> **Assignment**: Extract every line from the records below that contains the word "lifecycle".
■ ■ ■
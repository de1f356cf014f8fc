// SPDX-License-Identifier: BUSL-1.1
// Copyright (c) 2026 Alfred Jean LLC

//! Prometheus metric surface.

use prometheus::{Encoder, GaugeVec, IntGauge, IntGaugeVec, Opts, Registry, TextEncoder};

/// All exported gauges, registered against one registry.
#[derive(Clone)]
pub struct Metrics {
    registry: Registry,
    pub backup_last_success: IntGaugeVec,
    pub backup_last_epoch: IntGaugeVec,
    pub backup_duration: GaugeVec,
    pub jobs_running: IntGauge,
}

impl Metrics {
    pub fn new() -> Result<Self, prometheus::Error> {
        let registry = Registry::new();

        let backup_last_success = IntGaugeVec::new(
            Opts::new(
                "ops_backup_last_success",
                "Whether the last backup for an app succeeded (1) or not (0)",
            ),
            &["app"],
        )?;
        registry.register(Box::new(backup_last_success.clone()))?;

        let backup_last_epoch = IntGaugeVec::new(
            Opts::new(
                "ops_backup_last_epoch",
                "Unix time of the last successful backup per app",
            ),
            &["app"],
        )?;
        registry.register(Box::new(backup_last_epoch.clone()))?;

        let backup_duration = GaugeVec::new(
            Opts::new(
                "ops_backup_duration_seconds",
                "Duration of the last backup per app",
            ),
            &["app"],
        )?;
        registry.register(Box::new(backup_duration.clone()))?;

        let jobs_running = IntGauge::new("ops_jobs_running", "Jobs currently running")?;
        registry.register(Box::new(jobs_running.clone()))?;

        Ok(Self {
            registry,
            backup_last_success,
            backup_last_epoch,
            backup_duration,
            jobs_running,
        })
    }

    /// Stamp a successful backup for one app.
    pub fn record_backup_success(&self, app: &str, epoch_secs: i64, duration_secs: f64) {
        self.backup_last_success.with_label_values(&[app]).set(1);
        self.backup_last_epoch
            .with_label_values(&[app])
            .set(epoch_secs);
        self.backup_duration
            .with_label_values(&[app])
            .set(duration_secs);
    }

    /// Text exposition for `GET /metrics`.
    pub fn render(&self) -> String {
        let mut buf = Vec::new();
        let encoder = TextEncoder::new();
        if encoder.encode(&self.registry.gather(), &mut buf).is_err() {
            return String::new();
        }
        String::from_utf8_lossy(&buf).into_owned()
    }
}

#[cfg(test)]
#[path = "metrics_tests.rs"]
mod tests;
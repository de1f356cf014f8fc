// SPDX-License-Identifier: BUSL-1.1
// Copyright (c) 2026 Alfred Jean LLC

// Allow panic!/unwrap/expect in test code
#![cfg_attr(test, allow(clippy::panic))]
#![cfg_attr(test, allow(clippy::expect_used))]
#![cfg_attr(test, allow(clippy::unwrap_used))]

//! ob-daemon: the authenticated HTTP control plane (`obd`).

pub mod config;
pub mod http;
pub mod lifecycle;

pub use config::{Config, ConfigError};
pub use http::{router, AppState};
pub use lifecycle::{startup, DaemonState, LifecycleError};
■ ■ ■
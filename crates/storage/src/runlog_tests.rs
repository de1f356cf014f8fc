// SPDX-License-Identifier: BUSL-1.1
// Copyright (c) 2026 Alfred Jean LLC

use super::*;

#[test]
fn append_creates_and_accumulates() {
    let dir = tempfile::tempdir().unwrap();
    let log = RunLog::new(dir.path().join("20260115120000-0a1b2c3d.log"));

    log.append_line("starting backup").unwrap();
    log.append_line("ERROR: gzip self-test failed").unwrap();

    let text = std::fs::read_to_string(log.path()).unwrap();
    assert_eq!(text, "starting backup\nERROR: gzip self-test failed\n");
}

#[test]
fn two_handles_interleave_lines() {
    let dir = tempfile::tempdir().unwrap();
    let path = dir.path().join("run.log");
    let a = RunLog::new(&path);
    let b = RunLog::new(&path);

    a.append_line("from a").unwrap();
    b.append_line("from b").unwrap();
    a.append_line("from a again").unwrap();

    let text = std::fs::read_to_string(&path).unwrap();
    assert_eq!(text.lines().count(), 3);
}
■ ■ ■
> **Expected answer**:
pub mod lifecycle;
pub use lifecycle::{startup, DaemonState, LifecycleError};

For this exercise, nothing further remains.